What you give back must match the data below character for character.

[SUPPLIED DATA]

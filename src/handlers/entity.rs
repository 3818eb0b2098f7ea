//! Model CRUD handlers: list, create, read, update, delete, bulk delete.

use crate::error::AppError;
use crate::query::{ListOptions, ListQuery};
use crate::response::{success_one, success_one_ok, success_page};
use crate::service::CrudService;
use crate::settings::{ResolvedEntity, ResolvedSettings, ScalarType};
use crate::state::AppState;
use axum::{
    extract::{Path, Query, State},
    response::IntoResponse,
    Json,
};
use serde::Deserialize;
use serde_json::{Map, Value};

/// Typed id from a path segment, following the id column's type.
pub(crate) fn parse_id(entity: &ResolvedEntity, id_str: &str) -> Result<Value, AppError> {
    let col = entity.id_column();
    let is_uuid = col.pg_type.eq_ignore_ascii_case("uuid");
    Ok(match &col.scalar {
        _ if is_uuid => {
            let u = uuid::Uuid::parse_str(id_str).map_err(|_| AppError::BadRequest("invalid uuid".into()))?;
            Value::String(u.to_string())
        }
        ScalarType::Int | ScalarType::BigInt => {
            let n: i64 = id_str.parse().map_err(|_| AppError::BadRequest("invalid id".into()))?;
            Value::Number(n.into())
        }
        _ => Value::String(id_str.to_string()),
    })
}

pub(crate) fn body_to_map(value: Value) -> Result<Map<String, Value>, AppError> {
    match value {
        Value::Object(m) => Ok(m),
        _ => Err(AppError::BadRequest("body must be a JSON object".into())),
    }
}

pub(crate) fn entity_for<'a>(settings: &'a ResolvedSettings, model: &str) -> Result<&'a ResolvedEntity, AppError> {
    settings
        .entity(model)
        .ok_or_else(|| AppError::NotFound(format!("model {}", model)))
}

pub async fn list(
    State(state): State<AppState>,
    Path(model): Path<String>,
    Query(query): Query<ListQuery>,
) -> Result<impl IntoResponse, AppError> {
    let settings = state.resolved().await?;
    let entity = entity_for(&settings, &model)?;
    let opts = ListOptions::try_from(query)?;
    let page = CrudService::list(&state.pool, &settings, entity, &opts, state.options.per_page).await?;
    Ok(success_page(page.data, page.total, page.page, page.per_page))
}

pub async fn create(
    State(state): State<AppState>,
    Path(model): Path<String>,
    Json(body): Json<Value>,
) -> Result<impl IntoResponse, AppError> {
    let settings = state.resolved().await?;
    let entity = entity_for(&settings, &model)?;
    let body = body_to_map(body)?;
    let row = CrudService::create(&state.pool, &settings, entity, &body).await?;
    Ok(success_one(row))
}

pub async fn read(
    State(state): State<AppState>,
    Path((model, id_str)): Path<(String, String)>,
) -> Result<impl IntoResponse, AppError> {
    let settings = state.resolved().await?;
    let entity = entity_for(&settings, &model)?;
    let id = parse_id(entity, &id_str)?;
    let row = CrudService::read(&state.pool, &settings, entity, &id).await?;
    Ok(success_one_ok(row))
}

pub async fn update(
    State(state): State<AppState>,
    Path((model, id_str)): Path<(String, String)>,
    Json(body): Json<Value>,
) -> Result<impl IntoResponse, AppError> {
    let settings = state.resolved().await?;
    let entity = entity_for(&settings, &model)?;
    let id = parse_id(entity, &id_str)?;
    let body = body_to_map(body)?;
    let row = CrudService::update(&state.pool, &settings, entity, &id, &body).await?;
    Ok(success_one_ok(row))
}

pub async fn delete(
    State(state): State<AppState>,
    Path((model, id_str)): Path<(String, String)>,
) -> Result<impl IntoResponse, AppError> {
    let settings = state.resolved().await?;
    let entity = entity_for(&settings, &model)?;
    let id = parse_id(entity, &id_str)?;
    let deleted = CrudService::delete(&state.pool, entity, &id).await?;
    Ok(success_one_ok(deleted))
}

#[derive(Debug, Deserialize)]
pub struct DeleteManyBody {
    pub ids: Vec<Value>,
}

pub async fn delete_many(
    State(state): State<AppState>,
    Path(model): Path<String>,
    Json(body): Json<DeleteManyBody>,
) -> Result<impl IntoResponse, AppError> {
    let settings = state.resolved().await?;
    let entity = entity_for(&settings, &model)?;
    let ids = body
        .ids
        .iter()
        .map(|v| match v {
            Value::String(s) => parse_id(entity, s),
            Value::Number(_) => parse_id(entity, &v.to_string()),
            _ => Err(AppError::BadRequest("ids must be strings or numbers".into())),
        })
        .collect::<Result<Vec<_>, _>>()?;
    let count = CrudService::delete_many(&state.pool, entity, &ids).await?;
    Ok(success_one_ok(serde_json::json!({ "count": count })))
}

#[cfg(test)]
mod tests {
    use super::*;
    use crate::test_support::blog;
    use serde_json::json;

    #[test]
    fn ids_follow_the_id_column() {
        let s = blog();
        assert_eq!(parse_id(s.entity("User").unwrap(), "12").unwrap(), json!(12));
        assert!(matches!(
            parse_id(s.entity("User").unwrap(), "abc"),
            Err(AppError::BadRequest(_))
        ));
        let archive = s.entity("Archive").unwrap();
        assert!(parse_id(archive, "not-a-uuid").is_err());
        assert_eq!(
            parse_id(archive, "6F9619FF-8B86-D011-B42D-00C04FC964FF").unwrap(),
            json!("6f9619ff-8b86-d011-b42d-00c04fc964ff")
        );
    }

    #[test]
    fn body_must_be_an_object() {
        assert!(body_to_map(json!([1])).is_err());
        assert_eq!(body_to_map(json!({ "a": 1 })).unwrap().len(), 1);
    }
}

[/SUPPLIED DATA]

SOLUTION TO THIS PROBLEM:
filename src/handlers/entity.rs
repository 3818eb0b2098f7ea
//! Model CRUD handlers: list, create, read, update, delete, bulk delete.

use crate::error::AppError;
use crate::query::{ListOptions, ListQuery};
use crate::response::{success_one, success_one_ok, success_page};
use crate::service::CrudService;
use crate::settings::{ResolvedEntity, ResolvedSettings, ScalarType};
use crate::state::AppState;
use axum::{
    extract::{Path, Query, State},
    response::IntoResponse,
    Json,
};
use serde::Deserialize;
use serde_json::{Map, Value};

/// Typed id from a path segment, following the id column's type.
pub(crate) fn parse_id(entity: &ResolvedEntity, id_str: &str) -> Result<Value, AppError> {
    let col = entity.id_column();
    let is_uuid = col.pg_type.eq_ignore_ascii_case("uuid");
    Ok(match &col.scalar {
        _ if is_uuid => {
            let u = uuid::Uuid::parse_str(id_str).map_err(|_| AppError::BadRequest("invalid uuid".into()))?;
            Value::String(u.to_string())
        }
        ScalarType::Int | ScalarType::BigInt => {
            let n: i64 = id_str.parse().map_err(|_| AppError::BadRequest("invalid id".into()))?;
            Value::Number(n.into())
        }
        _ => Value::String(id_str.to_string()),
    })
}

pub(crate) fn body_to_map(value: Value) -> Result<Map<String, Value>, AppError> {
    match value {
        Value::Object(m) => Ok(m),
        _ => Err(AppError::BadRequest("body must be a JSON object".into())),
    }
}

pub(crate) fn entity_for<'a>(settings: &'a ResolvedSettings, model: &str) -> Result<&'a ResolvedEntity, AppError> {
    settings
        .entity(model)
        .ok_or_else(|| AppError::NotFound(format!("model {}", model)))
}

pub async fn list(
    State(state): State<AppState>,
    Path(model): Path<String>,
    Query(query): Query<ListQuery>,
) -> Result<impl IntoResponse, AppError> {
    let settings = state.resolved().await?;
    let entity = entity_for(&settings, &model)?;
    let opts = ListOptions::try_from(query)?;
    let page = CrudService::list(&state.pool, &settings, entity, &opts, state.options.per_page).await?;
    Ok(success_page(page.data, page.total, page.page, page.per_page))
}

pub async fn create(
    State(state): State<AppState>,
    Path(model): Path<String>,
    Json(body): Json<Value>,
) -> Result<impl IntoResponse, AppError> {
    let settings = state.resolved().await?;
    let entity = entity_for(&settings, &model)?;
    let body = body_to_map(body)?;
    let row = CrudService::create(&state.pool, &settings, entity, &body).await?;
    Ok(success_one(row))
}

pub async fn read(
    State(state): State<AppState>,
    Path((model, id_str)): Path<(String, String)>,
) -> Result<impl IntoResponse, AppError> {
    let settings = state.resolved().await?;
    let entity = entity_for(&settings, &model)?;
    let id = parse_id(entity, &id_str)?;
    let row = CrudService::read(&state.pool, &settings, entity, &id).await?;
    Ok(success_one_ok(row))
}

pub async fn update(
    State(state): State<AppState>,
    Path((model, id_str)): Path<(String, String)>,
    Json(body): Json<Value>,
) -> Result<impl IntoResponse, AppError> {
    let settings = state.resolved().await?;
    let entity = entity_for(&settings, &model)?;
    let id = parse_id(entity, &id_str)?;
    let body = body_to_map(body)?;
    let row = CrudService::update(&state.pool, &settings, entity, &id, &body).await?;
    Ok(success_one_ok(row))
}

pub async fn delete(
    State(state): State<AppState>,
    Path((model, id_str)): Path<(String, String)>,
) -> Result<impl IntoResponse, AppError> {
    let settings = state.resolved().await?;
    let entity = entity_for(&settings, &model)?;
    let id = parse_id(entity, &id_str)?;
    let deleted = CrudService::delete(&state.pool, entity, &id).await?;
    Ok(success_one_ok(deleted))
}

#[derive(Debug, Deserialize)]
pub struct DeleteManyBody {
    pub ids: Vec<Value>,
}

pub async fn delete_many(
    State(state): State<AppState>,
    Path(model): Path<String>,
    Json(body): Json<DeleteManyBody>,
) -> Result<impl IntoResponse, AppError> {
    let settings = state.resolved().await?;
    let entity = entity_for(&settings, &model)?;
    let ids = body
        .ids
        .iter()
        .map(|v| match v {
            Value::String(s) => parse_id(entity, s),
            Value::Number(_) => parse_id(entity, &v.to_string()),
            _ => Err(AppError::BadRequest("ids must be strings or numbers".into())),
        })
        .collect::<Result<Vec<_>, _>>()?;
    let count = CrudService::delete_many(&state.pool, entity, &ids).await?;
    Ok(success_one_ok(serde_json::json!({ "count": count })))
}

#[cfg(test)]
mod tests {
    use super::*;
    use crate::test_support::blog;
    use serde_json::json;

    #[test]
    fn ids_follow_the_id_column() {
        let s = blog();
        assert_eq!(parse_id(s.entity("User").unwrap(), "12").unwrap(), json!(12));
        assert!(matches!(
            parse_id(s.entity("User").unwrap(), "abc"),
            Err(AppError::BadRequest(_))
        ));
        let archive = s.entity("Archive").unwrap();
        assert!(parse_id(archive, "not-a-uuid").is_err());
        assert_eq!(
            parse_id(archive, "6F9619FF-8B86-D011-B42D-00C04FC964FF").unwrap(),
            json!("6f9619ff-8b86-d011-b42d-00c04fc964ff")
        );
    }

    #[test]
    fn body_must_be_an_object() {
        assert!(body_to_map(json!([1])).is_err());
        assert_eq!(body_to_map(json!({ "a": 1 })).unwrap().len(), 1);
    }
}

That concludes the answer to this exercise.